4、瘢痕憩室与子宫破裂: 336例既往有过一次剖宫产史的妇女,38~40周择期剖宫产--其中,62.9%子宫下段形成好;22%子宫下段变薄,宫腔内容物不可见;8.8%子宫下段透明,宫腔内容物可见。此外,有42.9%的瘢痕子宫合并大憩室,5.3%的普通瘢痕子宫及瘢痕子宫合并小憩室者,术中见下段肌层分离或破裂。

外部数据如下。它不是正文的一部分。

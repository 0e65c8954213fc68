//! Session value handed to the dashboard.
//!
//! Authentication happens outside this crate. What arrives here is an
//! immutable snapshot of who is logged in and, optionally, where their pod
//! lives. Changes are reported back as [`SessionTransition`]s.

use serde::{Deserialize, Serialize};

#[derive(Debug, Clone, Default, PartialEq, Eq, Serialize, Deserialize)]
pub struct Session {
    /// WebID of the logged-in agent.
    pub web_id: Option<String>,
    /// Storage root, when already known.
    pub pod_root: Option<String>,
}

impl Session {
    pub fn new(web_id: Option<String>, pod_root: Option<String>) -> Self {
        Self {
            web_id: web_id.filter(|s| !s.trim().is_empty()),
            pod_root: pod_root.filter(|s| !s.trim().is_empty()),
        }
    }

    /// Whether the session carries anything to resolve a root from.
    pub fn is_active(&self) -> bool {
        self.web_id.is_some() || self.pod_root.is_some()
    }
}

/// Session change requested by the dashboard.
#[derive(Debug, Clone, Copy, PartialEq, Eq)]
pub enum SessionTransition {
    LoggedOut,
}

5、瘢痕憩室与剖宫产术后阴道分娩(VBAC):瘢痕子宫VBAC成功率--瘢痕子宫愈合良好者为90%;瘢痕子宫合并憩室者61%。成功率与子宫下段残留肌层厚度变化相关,瘢痕憩室阴道试产成功者孕中期憩室壁肌层厚度明显大于试产失败者(4.2与2.8mm);而孕早中期憩室壁肌层厚度变化明显小试产失败者(0.8与2.8mm)。
瘢痕憩室那么多坏处,该怎么对付它?
1、手术做规范,从源头上减少瘢痕憩室
减少瘢痕憩室的发生,关键在于规范开展剖宫产手术,包括掌握手术指征和时机,并按《剖宫产缝合技术与材料选择专家共识》进行子宫缝合。对于全身情况差、营养状况不良的患者,应及时进行对症处理。
2、超声做到位,让瘢痕憩室立体呈现
瘢痕憩室患者一般主诉为“月经期延长”,对疑似患者可通过超声来明确诊断。超声除了显示宽度和大小之外,还需要显示瘢痕憩室的深度、肌层厚度及其与周围肌层的关系,从而让医生对瘢痕憩室有相对立体的了解。
3、手术干预瘢痕憩室
通过子宫憩室修补术,可改善憩室对宫腔内环境影响,改善妇科症状及不孕结局,增加瘢痕憩室壁肌层厚度。
4、再次生育时,完整评估不可少
瘢痕憩室患者再次生育时,首先要了解憩室的大小,若憩室较大,则早期终止妊娠的可能性较大;若憩室较小,通过小心仔细的管理,可以尽量保证胎儿足月后再终止妊娠,如果满足条件,也可以采用VBAC。
为了避免患者在再次生育时发生子宫破裂等凶险事件,需要对瘢痕憩室进行完整评估以及医院是否有能力接受此类患者。医院的能力不仅包括有经验的医生,也涉及是否具备紧急手术的条件,以保证在管理过程中发现紧急状态,可立即启动相应治疗。